» **What is expected**:
Please restate the data word for word, in full.

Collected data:
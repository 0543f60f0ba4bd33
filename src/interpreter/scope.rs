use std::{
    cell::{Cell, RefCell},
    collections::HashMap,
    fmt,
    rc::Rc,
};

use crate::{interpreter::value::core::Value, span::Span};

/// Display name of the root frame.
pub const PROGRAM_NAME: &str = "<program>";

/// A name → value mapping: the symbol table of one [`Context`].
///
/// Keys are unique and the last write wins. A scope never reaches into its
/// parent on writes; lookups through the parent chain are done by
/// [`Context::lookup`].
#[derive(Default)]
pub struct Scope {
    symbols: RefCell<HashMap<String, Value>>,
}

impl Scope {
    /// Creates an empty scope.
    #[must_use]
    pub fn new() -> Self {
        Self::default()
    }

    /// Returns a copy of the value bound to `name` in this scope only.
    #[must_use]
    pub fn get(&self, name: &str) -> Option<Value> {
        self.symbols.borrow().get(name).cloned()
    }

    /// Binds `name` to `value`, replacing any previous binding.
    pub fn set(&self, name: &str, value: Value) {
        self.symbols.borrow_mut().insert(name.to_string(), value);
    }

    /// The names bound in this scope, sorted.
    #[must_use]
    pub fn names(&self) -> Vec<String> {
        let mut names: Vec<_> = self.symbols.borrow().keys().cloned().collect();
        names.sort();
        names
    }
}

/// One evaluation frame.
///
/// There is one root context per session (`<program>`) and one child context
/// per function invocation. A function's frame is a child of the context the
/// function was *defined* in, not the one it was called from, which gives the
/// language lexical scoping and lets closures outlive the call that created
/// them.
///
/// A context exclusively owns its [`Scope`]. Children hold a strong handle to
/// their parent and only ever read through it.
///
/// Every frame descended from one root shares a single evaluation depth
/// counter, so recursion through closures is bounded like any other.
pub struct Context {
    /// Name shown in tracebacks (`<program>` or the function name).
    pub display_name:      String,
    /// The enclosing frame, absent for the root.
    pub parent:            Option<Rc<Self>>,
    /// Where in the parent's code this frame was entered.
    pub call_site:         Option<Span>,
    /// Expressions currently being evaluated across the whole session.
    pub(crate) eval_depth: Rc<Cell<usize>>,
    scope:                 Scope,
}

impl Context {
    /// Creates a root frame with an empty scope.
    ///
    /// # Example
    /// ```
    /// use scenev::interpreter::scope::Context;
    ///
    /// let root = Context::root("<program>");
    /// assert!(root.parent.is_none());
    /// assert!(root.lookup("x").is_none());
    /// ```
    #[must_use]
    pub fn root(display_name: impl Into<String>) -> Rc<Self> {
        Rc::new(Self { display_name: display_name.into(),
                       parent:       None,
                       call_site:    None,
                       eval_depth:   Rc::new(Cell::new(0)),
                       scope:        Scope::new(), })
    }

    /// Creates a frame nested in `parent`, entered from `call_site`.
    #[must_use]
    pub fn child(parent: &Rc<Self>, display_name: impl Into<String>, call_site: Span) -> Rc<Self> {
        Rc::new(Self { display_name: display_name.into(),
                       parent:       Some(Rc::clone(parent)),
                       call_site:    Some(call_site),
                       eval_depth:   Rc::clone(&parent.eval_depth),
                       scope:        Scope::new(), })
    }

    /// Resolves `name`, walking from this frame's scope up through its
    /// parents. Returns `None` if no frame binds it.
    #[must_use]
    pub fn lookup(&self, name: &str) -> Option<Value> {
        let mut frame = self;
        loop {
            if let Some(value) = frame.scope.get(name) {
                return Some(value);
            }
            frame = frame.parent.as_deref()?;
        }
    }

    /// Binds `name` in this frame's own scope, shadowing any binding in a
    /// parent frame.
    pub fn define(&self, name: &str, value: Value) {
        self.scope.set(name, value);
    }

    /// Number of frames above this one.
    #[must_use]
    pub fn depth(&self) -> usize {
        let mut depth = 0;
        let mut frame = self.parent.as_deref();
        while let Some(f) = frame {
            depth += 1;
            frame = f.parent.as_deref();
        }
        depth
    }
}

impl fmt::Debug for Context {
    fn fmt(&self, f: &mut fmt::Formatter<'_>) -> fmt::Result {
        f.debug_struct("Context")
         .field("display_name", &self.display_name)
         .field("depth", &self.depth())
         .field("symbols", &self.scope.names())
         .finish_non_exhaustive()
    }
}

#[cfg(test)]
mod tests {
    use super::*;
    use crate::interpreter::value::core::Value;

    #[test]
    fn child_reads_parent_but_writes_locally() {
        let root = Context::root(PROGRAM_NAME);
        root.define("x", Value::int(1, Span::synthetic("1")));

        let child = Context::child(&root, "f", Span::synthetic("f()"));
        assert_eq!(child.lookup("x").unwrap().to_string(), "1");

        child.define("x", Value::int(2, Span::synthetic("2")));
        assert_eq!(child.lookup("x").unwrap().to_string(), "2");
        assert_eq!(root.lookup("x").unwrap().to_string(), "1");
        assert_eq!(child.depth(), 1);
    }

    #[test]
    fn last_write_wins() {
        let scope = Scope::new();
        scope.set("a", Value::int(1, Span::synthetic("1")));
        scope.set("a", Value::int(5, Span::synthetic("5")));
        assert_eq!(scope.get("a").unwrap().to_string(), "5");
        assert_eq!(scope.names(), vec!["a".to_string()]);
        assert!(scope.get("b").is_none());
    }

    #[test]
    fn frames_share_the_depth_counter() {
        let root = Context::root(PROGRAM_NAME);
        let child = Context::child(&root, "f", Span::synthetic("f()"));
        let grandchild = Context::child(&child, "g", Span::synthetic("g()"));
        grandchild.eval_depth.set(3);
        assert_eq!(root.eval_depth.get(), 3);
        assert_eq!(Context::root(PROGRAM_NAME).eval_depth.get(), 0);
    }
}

» **Written answer**:
repository 0543f60f0ba4bd33
filename src/interpreter/scope.rs
use std::{
    cell::{Cell, RefCell},
    collections::HashMap,
    fmt,
    rc::Rc,
};

use crate::{interpreter::value::core::Value, span::Span};

/// Display name of the root frame.
pub const PROGRAM_NAME: &str = "<program>";

/// A name → value mapping: the symbol table of one [`Context`].
///
/// Keys are unique and the last write wins. A scope never reaches into its
/// parent on writes; lookups through the parent chain are done by
/// [`Context::lookup`].
#[derive(Default)]
pub struct Scope {
    symbols: RefCell<HashMap<String, Value>>,
}

impl Scope {
    /// Creates an empty scope.
    #[must_use]
    pub fn new() -> Self {
        Self::default()
    }

    /// Returns a copy of the value bound to `name` in this scope only.
    #[must_use]
    pub fn get(&self, name: &str) -> Option<Value> {
        self.symbols.borrow().get(name).cloned()
    }

    /// Binds `name` to `value`, replacing any previous binding.
    pub fn set(&self, name: &str, value: Value) {
        self.symbols.borrow_mut().insert(name.to_string(), value);
    }

    /// The names bound in this scope, sorted.
    #[must_use]
    pub fn names(&self) -> Vec<String> {
        let mut names: Vec<_> = self.symbols.borrow().keys().cloned().collect();
        names.sort();
        names
    }
}

/// One evaluation frame.
///
/// There is one root context per session (`<program>`) and one child context
/// per function invocation. A function's frame is a child of the context the
/// function was *defined* in, not the one it was called from, which gives the
/// language lexical scoping and lets closures outlive the call that created
/// them.
///
/// A context exclusively owns its [`Scope`]. Children hold a strong handle to
/// their parent and only ever read through it.
///
/// Every frame descended from one root shares a single evaluation depth
/// counter, so recursion through closures is bounded like any other.
pub struct Context {
    /// Name shown in tracebacks (`<program>` or the function name).
    pub display_name:      String,
    /// The enclosing frame, absent for the root.
    pub parent:            Option<Rc<Self>>,
    /// Where in the parent's code this frame was entered.
    pub call_site:         Option<Span>,
    /// Expressions currently being evaluated across the whole session.
    pub(crate) eval_depth: Rc<Cell<usize>>,
    scope:                 Scope,
}

impl Context {
    /// Creates a root frame with an empty scope.
    ///
    /// # Example
    /// ```
    /// use scenev::interpreter::scope::Context;
    ///
    /// let root = Context::root("<program>");
    /// assert!(root.parent.is_none());
    /// assert!(root.lookup("x").is_none());
    /// ```
    #[must_use]
    pub fn root(display_name: impl Into<String>) -> Rc<Self> {
        Rc::new(Self { display_name: display_name.into(),
                       parent:       None,
                       call_site:    None,
                       eval_depth:   Rc::new(Cell::new(0)),
                       scope:        Scope::new(), })
    }

    /// Creates a frame nested in `parent`, entered from `call_site`.
    #[must_use]
    pub fn child(parent: &Rc<Self>, display_name: impl Into<String>, call_site: Span) -> Rc<Self> {
        Rc::new(Self { display_name: display_name.into(),
                       parent:       Some(Rc::clone(parent)),
                       call_site:    Some(call_site),
                       eval_depth:   Rc::clone(&parent.eval_depth),
                       scope:        Scope::new(), })
    }

    /// Resolves `name`, walking from this frame's scope up through its
    /// parents. Returns `None` if no frame binds it.
    #[must_use]
    pub fn lookup(&self, name: &str) -> Option<Value> {
        let mut frame = self;
        loop {
            if let Some(value) = frame.scope.get(name) {
                return Some(value);
            }
            frame = frame.parent.as_deref()?;
        }
    }

    /// Binds `name` in this frame's own scope, shadowing any binding in a
    /// parent frame.
    pub fn define(&self, name: &str, value: Value) {
        self.scope.set(name, value);
    }

    /// Number of frames above this one.
    #[must_use]
    pub fn depth(&self) -> usize {
        let mut depth = 0;
        let mut frame = self.parent.as_deref();
        while let Some(f) = frame {
            depth += 1;
            frame = f.parent.as_deref();
        }
        depth
    }
}

impl fmt::Debug for Context {
    fn fmt(&self, f: &mut fmt::Formatter<'_>) -> fmt::Result {
        f.debug_struct("Context")
         .field("display_name", &self.display_name)
         .field("depth", &self.depth())
         .field("symbols", &self.scope.names())
         .finish_non_exhaustive()
    }
}

#[cfg(test)]
mod tests {
    use super::*;
    use crate::interpreter::value::core::Value;

    #[test]
    fn child_reads_parent_but_writes_locally() {
        let root = Context::root(PROGRAM_NAME);
        root.define("x", Value::int(1, Span::synthetic("1")));

        let child = Context::child(&root, "f", Span::synthetic("f()"));
        assert_eq!(child.lookup("x").unwrap().to_string(), "1");

        child.define("x", Value::int(2, Span::synthetic("2")));
        assert_eq!(child.lookup("x").unwrap().to_string(), "2");
        assert_eq!(root.lookup("x").unwrap().to_string(), "1");
        assert_eq!(child.depth(), 1);
    }

    #[test]
    fn last_write_wins() {
        let scope = Scope::new();
        scope.set("a", Value::int(1, Span::synthetic("1")));
        scope.set("a", Value::int(5, Span::synthetic("5")));
        assert_eq!(scope.get("a").unwrap().to_string(), "5");
        assert_eq!(scope.names(), vec!["a".to_string()]);
        assert!(scope.get("b").is_none());
    }

    #[test]
    fn frames_share_the_depth_counter() {
        let root = Context::root(PROGRAM_NAME);
        let child = Context::child(&root, "f", Span::synthetic("f()"));
        let grandchild = Context::child(&child, "g", Span::synthetic("g()"));
        grandchild.eval_depth.set(3);
        assert_eq!(root.eval_depth.get(), 3);
        assert_eq!(Context::root(PROGRAM_NAME).eval_depth.get(), 0);
    }
}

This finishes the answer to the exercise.